## DATA PROVIDED:
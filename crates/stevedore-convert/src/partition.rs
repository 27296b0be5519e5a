//! Environment partition
//!
//! Every environment variable of a service lands in exactly one bucket.
//! Precedence among label-declared buckets: secrets, then map-env, then
//! values; everything else is inlined into the ConfigMap.

use std::collections::BTreeMap;

use stevedore_core::Service;

use crate::directives::Directives;
use crate::error::{ConversionWarning, WarningCategory};

/// Placeholder replaced by the chart name in map-env values
pub const APP_PLACEHOLDER: &str = "__APP__";

#[derive(Debug, Clone, Copy, PartialEq, Eq, PartialOrd, Ord, Hash)]
pub enum EnvBucket {
    /// Routed to the service Secret
    Secret,
    /// Literal override from map-env, stored in the ConfigMap
    MapEnv,
    /// Exposed as a chart value
    Value,
    /// Inlined into the ConfigMap
    ConfigMap,
}

/// Environment of one service split into disjoint buckets
#[derive(Debug, Clone, Default, PartialEq, Eq)]
pub struct EnvPartition {
    pub secrets: BTreeMap<String, String>,
    pub overridden: BTreeMap<String, String>,
    pub values: BTreeMap<String, String>,
    pub inlined: BTreeMap<String, String>,
}

impl EnvPartition {
    /// Partition the environment of `service`
    pub fn compute(
        service: &Service,
        directives: &Directives,
        app_name: &str,
    ) -> (Self, Vec<ConversionWarning>) {
        let mut partition = Self::default();
        let mut warnings = Vec::new();

        for name in &directives.secrets {
            if !service.environment.contains_key(name) {
                warnings.push(
                    ConversionWarning::warning(
                        WarningCategory::Environment,
                        &service.name,
                        format!("secret '{}' is not defined in the environment, ignored", name),
                    )
                    .with_suggestion("add the variable to the service environment"),
                );
            }
        }

        for (name, value) in &directives.map_env {
            if directives.secrets.contains(name) {
                continue;
            }
            partition
                .overridden
                .insert(name.clone(), value.replace(APP_PLACEHOLDER, app_name));
        }

        for (name, value) in &service.environment {
            if partition.overridden.contains_key(name) {
                continue;
            }
            let value = match value {
                Some(value) => value.clone(),
                None => {
                    warnings.push(ConversionWarning::warning(
                        WarningCategory::Environment,
                        &service.name,
                        format!("variable '{}' has no value, an empty string is used", name),
                    ));
                    String::new()
                }
            };

            if directives.secrets.contains(name) {
                partition.secrets.insert(name.clone(), value);
            } else if directives.values.contains_key(name) {
                partition.values.insert(name.clone(), value);
            } else {
                partition.inlined.insert(name.clone(), value);
            }
        }

        (partition, warnings)
    }

    /// The four buckets, in precedence order
    pub fn buckets(&self) -> [(EnvBucket, &BTreeMap<String, String>); 4] {
        [
            (EnvBucket::Secret, &self.secrets),
            (EnvBucket::MapEnv, &self.overridden),
            (EnvBucket::Value, &self.values),
            (EnvBucket::ConfigMap, &self.inlined),
        ]
    }

    /// Bucket holding `name`
    pub fn bucket_of(&self, name: &str) -> Option<EnvBucket> {
        self.buckets()
            .into_iter()
            .find(|(_, vars)| vars.contains_key(name))
            .map(|(bucket, _)| bucket)
    }

    /// Key/value pairs stored in the plain ConfigMap
    pub fn config_map_data(&self) -> BTreeMap<String, String> {
        self.overridden
            .iter()
            .chain(self.inlined.iter())
            .map(|(k, v)| (k.clone(), v.clone()))
            .collect()
    }
}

## WHAT IS EXPECTED:
All entries above are to be reproduced exactly.

## EXERCISE RESPONSE:
filename crates/stevedore-convert/src/partition.rs
repository 27296b0be5519e5a
//! Environment partition
//!
//! Every environment variable of a service lands in exactly one bucket.
//! Precedence among label-declared buckets: secrets, then map-env, then
//! values; everything else is inlined into the ConfigMap.

use std::collections::BTreeMap;

use stevedore_core::Service;

use crate::directives::Directives;
use crate::error::{ConversionWarning, WarningCategory};

/// Placeholder replaced by the chart name in map-env values
pub const APP_PLACEHOLDER: &str = "__APP__";

#[derive(Debug, Clone, Copy, PartialEq, Eq, PartialOrd, Ord, Hash)]
pub enum EnvBucket {
    /// Routed to the service Secret
    Secret,
    /// Literal override from map-env, stored in the ConfigMap
    MapEnv,
    /// Exposed as a chart value
    Value,
    /// Inlined into the ConfigMap
    ConfigMap,
}

/// Environment of one service split into disjoint buckets
#[derive(Debug, Clone, Default, PartialEq, Eq)]
pub struct EnvPartition {
    pub secrets: BTreeMap<String, String>,
    pub overridden: BTreeMap<String, String>,
    pub values: BTreeMap<String, String>,
    pub inlined: BTreeMap<String, String>,
}

impl EnvPartition {
    /// Partition the environment of `service`
    pub fn compute(
        service: &Service,
        directives: &Directives,
        app_name: &str,
    ) -> (Self, Vec<ConversionWarning>) {
        let mut partition = Self::default();
        let mut warnings = Vec::new();

        for name in &directives.secrets {
            if !service.environment.contains_key(name) {
                warnings.push(
                    ConversionWarning::warning(
                        WarningCategory::Environment,
                        &service.name,
                        format!("secret '{}' is not defined in the environment, ignored", name),
                    )
                    .with_suggestion("add the variable to the service environment"),
                );
            }
        }

        for (name, value) in &directives.map_env {
            if directives.secrets.contains(name) {
                continue;
            }
            partition
                .overridden
                .insert(name.clone(), value.replace(APP_PLACEHOLDER, app_name));
        }

        for (name, value) in &service.environment {
            if partition.overridden.contains_key(name) {
                continue;
            }
            let value = match value {
                Some(value) => value.clone(),
                None => {
                    warnings.push(ConversionWarning::warning(
                        WarningCategory::Environment,
                        &service.name,
                        format!("variable '{}' has no value, an empty string is used", name),
                    ));
                    String::new()
                }
            };

            if directives.secrets.contains(name) {
                partition.secrets.insert(name.clone(), value);
            } else if directives.values.contains_key(name) {
                partition.values.insert(name.clone(), value);
            } else {
                partition.inlined.insert(name.clone(), value);
            }
        }

        (partition, warnings)
    }

    /// The four buckets, in precedence order
    pub fn buckets(&self) -> [(EnvBucket, &BTreeMap<String, String>); 4] {
        [
            (EnvBucket::Secret, &self.secrets),
            (EnvBucket::MapEnv, &self.overridden),
            (EnvBucket::Value, &self.values),
            (EnvBucket::ConfigMap, &self.inlined),
        ]
    }

    /// Bucket holding `name`
    pub fn bucket_of(&self, name: &str) -> Option<EnvBucket> {
        self.buckets()
            .into_iter()
            .find(|(_, vars)| vars.contains_key(name))
            .map(|(bucket, _)| bucket)
    }

    /// Key/value pairs stored in the plain ConfigMap
    pub fn config_map_data(&self) -> BTreeMap<String, String> {
        self.overridden
            .iter()
            .chain(self.inlined.iter())
            .map(|(k, v)| (k.clone(), v.clone()))
            .collect()
    }
}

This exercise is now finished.